Both, but as far as photo editing goes my desktop is what I use. I kind of have clearly defined roles for each system. My desktop is actually currently lower powered than my laptop, I got a new laptop after the whole dual core thing went mainstream and it's tremendously more powerful than my single core desktop. This is a cycle that tends to repeat with me, I upgrade each out of phase with the other, so that one is always newer than the other.
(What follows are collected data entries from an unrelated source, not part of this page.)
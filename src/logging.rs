use std::collections::VecDeque;
use std::fmt;
use std::sync::Mutex;

use chrono::{DateTime, Local};
use serde::{Deserialize, Serialize};
use tokio::sync::broadcast;

use crate::task::TaskId;

/// Number of recent copy attempts kept in memory
pub const DEFAULT_LOG_CAPACITY: usize = 5;

/// Buffered entries per subscriber before it starts lagging
const EVENT_CHANNEL_CAPACITY: usize = 64;

#[derive(Debug, Clone, Copy, Serialize, Deserialize, PartialEq, Eq)]
#[serde(rename_all = "lowercase")]
pub enum LogLevel {
    Info,
    Error,
}

#[derive(Debug, Clone, Serialize, Deserialize, PartialEq, Eq)]
pub struct LogEntry {
    pub timestamp: DateTime<Local>,
    pub level: LogLevel,
    pub message: String,
    pub task_id: Option<TaskId>,
}

impl fmt::Display for LogEntry {
    fn fmt(&self, f: &mut fmt::Formatter<'_>) -> fmt::Result {
        write!(
            f,
            "{} - {}",
            self.timestamp.format("%Y-%m-%d %H:%M:%S%.3f"),
            self.message
        )
    }
}

/// Bounded, ordered record of recent copy attempts shared by every task loop.
pub struct ExecutionLog {
    entries: Mutex<VecDeque<LogEntry>>,
    capacity: usize,
    events: broadcast::Sender<LogEntry>,
}

impl Default for ExecutionLog {
    fn default() -> Self {
        Self::new(DEFAULT_LOG_CAPACITY)
    }
}

impl ExecutionLog {
    pub fn new(capacity: usize) -> Self {
        let capacity = capacity.max(1);
        let (events, _) = broadcast::channel(EVENT_CHANNEL_CAPACITY);
        Self {
            entries: Mutex::new(VecDeque::with_capacity(capacity)),
            capacity,
            events,
        }
    }

    pub fn capacity(&self) -> usize {
        self.capacity
    }

    pub fn append(&self, message: &str) {
        self.append_with(LogLevel::Info, message, None);
    }

    pub fn append_with(&self, level: LogLevel, message: &str, task_id: Option<TaskId>) {
        let entry = LogEntry {
            timestamp: Local::now(),
            level,
            message: message.trim().to_string(),
            task_id,
        };

        match level {
            LogLevel::Info => tracing::info!(task_id = ?task_id, "{}", entry.message),
            LogLevel::Error => tracing::warn!(task_id = ?task_id, "{}", entry.message),
        }

        let mut entries = self.entries.lock().unwrap_or_else(|e| e.into_inner());
        entries.push_back(entry.clone());

        // Remove from front if full
        while entries.len() > self.capacity {
            entries.pop_front();
        }

        // sent under the lock so subscribers observe append order
        let _ = self.events.send(entry);
    }

    /// Entries oldest first.
    pub fn snapshot(&self) -> Vec<LogEntry> {
        let entries = self.entries.lock().unwrap_or_else(|e| e.into_inner());
        entries.iter().cloned().collect()
    }

    pub fn task_entries(&self, task_id: TaskId) -> Vec<LogEntry> {
        let entries = self.entries.lock().unwrap_or_else(|e| e.into_inner());
        entries
            .iter()
            .filter(|e| e.task_id == Some(task_id))
            .cloned()
            .collect()
    }

    /// Receive every entry appended from now on.
    pub fn subscribe(&self) -> broadcast::Receiver<LogEntry> {
        self.events.subscribe()
    }
}
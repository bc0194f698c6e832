use crate::sync_engine::executor::CopyExecutor;
use crate::sync_engine::types::{CopyError, CopyOptions, CopyOutcome};
use std::fs;
use std::hash::Hasher;
use std::io::Read;
use std::path::{Path, PathBuf};

/// Copies files with the platform filesystem API.
#[derive(Debug, Clone, Default)]
pub struct FsCopyExecutor {
    options: CopyOptions,
}

impl FsCopyExecutor {
    pub fn new(options: CopyOptions) -> Self {
        Self { options }
    }

    pub fn options(&self) -> &CopyOptions {
        &self.options
    }

    fn calculate_checksum(path: &Path) -> Result<String, CopyError> {
        use twox_hash::XxHash64;

        let io_err = |source| CopyError::Io {
            op: "read",
            path: path.to_path_buf(),
            source,
        };

        let mut file = fs::File::open(path).map_err(io_err)?;
        let mut hasher = XxHash64::with_seed(0);
        let mut buffer = [0u8; 8192];

        loop {
            let n = file.read(&mut buffer).map_err(io_err)?;
            if n == 0 {
                break;
            }
            hasher.write(&buffer[..n]);
        }

        Ok(format!("{:x}", hasher.finish()))
    }

    /// An existing directory target receives the file under its own name.
    fn resolve_target(source: &Path, target: &Path) -> PathBuf {
        if target.is_dir() {
            if let Some(name) = source.file_name() {
                return target.join(name);
            }
        }
        target.to_path_buf()
    }

    /// Copy `source` to `target` and return the resolved target and bytes written.
    pub fn copy_file(&self, source: &Path, target: &Path) -> Result<(PathBuf, u64), CopyError> {
        let meta = match fs::metadata(source) {
            Ok(meta) => meta,
            Err(e) if e.kind() == std::io::ErrorKind::NotFound => {
                return Err(CopyError::SourceMissing(source.to_path_buf()))
            }
            Err(source_err) => {
                return Err(CopyError::Io {
                    op: "inspect",
                    path: source.to_path_buf(),
                    source: source_err,
                })
            }
        };

        if !meta.is_file() {
            return Err(CopyError::SourceNotFile(source.to_path_buf()));
        }

        let target = Self::resolve_target(source, target);

        if let Some(parent) = target.parent() {
            if !parent.as_os_str().is_empty() {
                fs::create_dir_all(parent).map_err(|e| CopyError::Io {
                    op: "create directory",
                    path: parent.to_path_buf(),
                    source: e,
                })?;
            }
        }

        let bytes = fs::copy(source, &target).map_err(|e| CopyError::Io {
            op: "copy to",
            path: target.clone(),
            source: e,
        })?;

        if self.options.preserve_permissions {
            fs::set_permissions(&target, meta.permissions()).map_err(|e| CopyError::Io {
                op: "set permissions on",
                path: target.clone(),
                source: e,
            })?;
        }

        if self.options.preserve_times {
            let modified = meta.modified().map_err(|e| CopyError::Io {
                op: "read mtime of",
                path: source.to_path_buf(),
                source: e,
            })?;
            filetime::set_file_mtime(&target, filetime::FileTime::from_system_time(modified))
                .map_err(|e| CopyError::Io {
                    op: "set mtime on",
                    path: target.clone(),
                    source: e,
                })?;
        }

        if self.options.verify_after_copy {
            let source_hash = Self::calculate_checksum(source)?;
            let target_hash = Self::calculate_checksum(&target)?;
            if source_hash != target_hash {
                return Err(CopyError::VerificationFailed {
                    path: target,
                    source_hash,
                    target_hash,
                });
            }
        }

        Ok((target, bytes))
    }
}

impl CopyExecutor for FsCopyExecutor {
    fn copy(&self, source: &str, target: &str) -> CopyOutcome {
        match self.copy_file(Path::new(source), Path::new(target)) {
            Ok((resolved, bytes)) => CopyOutcome::success(format!(
                "1 file(s) copied ({bytes} bytes) -> {}",
                resolved.display()
            )),
            Err(e) => e.into(),
        }
    }
}
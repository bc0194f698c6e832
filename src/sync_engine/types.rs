use serde::{Deserialize, Serialize};
use std::path::PathBuf;
use thiserror::Error;

use crate::error_codes::ERR_COPY_FAILED;

#[derive(Debug, Clone, Serialize, Deserialize, PartialEq, Eq)]
#[serde(default)]
pub struct CopyOptions {
    pub preserve_permissions: bool,
    pub preserve_times: bool,
    pub verify_after_copy: bool,
}

impl Default for CopyOptions {
    fn default() -> Self {
        Self {
            preserve_permissions: true,
            preserve_times: true,
            verify_after_copy: false,
        }
    }
}

/// Result of one copy attempt. Failures are data, never a panic or an `Err`.
#[derive(Debug, Clone, Serialize, Deserialize, PartialEq, Eq)]
pub struct CopyOutcome {
    pub ok: bool,
    pub output: String,
}

impl CopyOutcome {
    pub fn success(output: impl Into<String>) -> Self {
        Self {
            ok: true,
            output: output.into(),
        }
    }

    pub fn failure(output: impl Into<String>) -> Self {
        Self {
            ok: false,
            output: output.into(),
        }
    }
}

impl From<CopyError> for CopyOutcome {
    fn from(err: CopyError) -> Self {
        CopyOutcome::failure(format!("[{}] {err}", err.code()))
    }
}

#[derive(Debug, Error)]
pub enum CopyError {
    #[error("source file does not exist: {0:?}")]
    SourceMissing(PathBuf),

    #[error("source is not a regular file: {0:?}")]
    SourceNotFile(PathBuf),

    #[error("failed to {op} {path:?}: {source}")]
    Io {
        op: &'static str,
        path: PathBuf,
        #[source]
        source: std::io::Error,
    },

    #[error("checksum mismatch after copying to {path:?} (source {source_hash}, target {target_hash})")]
    VerificationFailed {
        path: PathBuf,
        source_hash: String,
        target_hash: String,
    },
}

impl CopyError {
    pub fn code(&self) -> &'static str {
        ERR_COPY_FAILED
    }
}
But my desktop has all my editing software, it's my supremely customized system with all the special little programs like encoders, editors, codecs, plugins, and so on. Also it's got the monitor that I trust, my laptop display seems to tend to blow out any highlight areas on photos even if they should look okay. Maybe I could calibrate it, but.. my tendency is to use my desktop for photo editing anyway, so I leave the laptop as it is rather than risk compromising the overall appearance of the display in the name of forcing it to match a defined standard. What I mean is that LCDs only have so many bits of dynamic range, when you calibrate them you're constricting the dynamic range of certain color channels to get them to match a certain color temperature.
My laptop is a portable gaming machine, portable web browser, AND, most importantly of all for me, a portable writing center. I write fiction as a hobby, and find that the more relaxed setting of sitting somewhere with a laptop on my lap is more conducive to the creative process.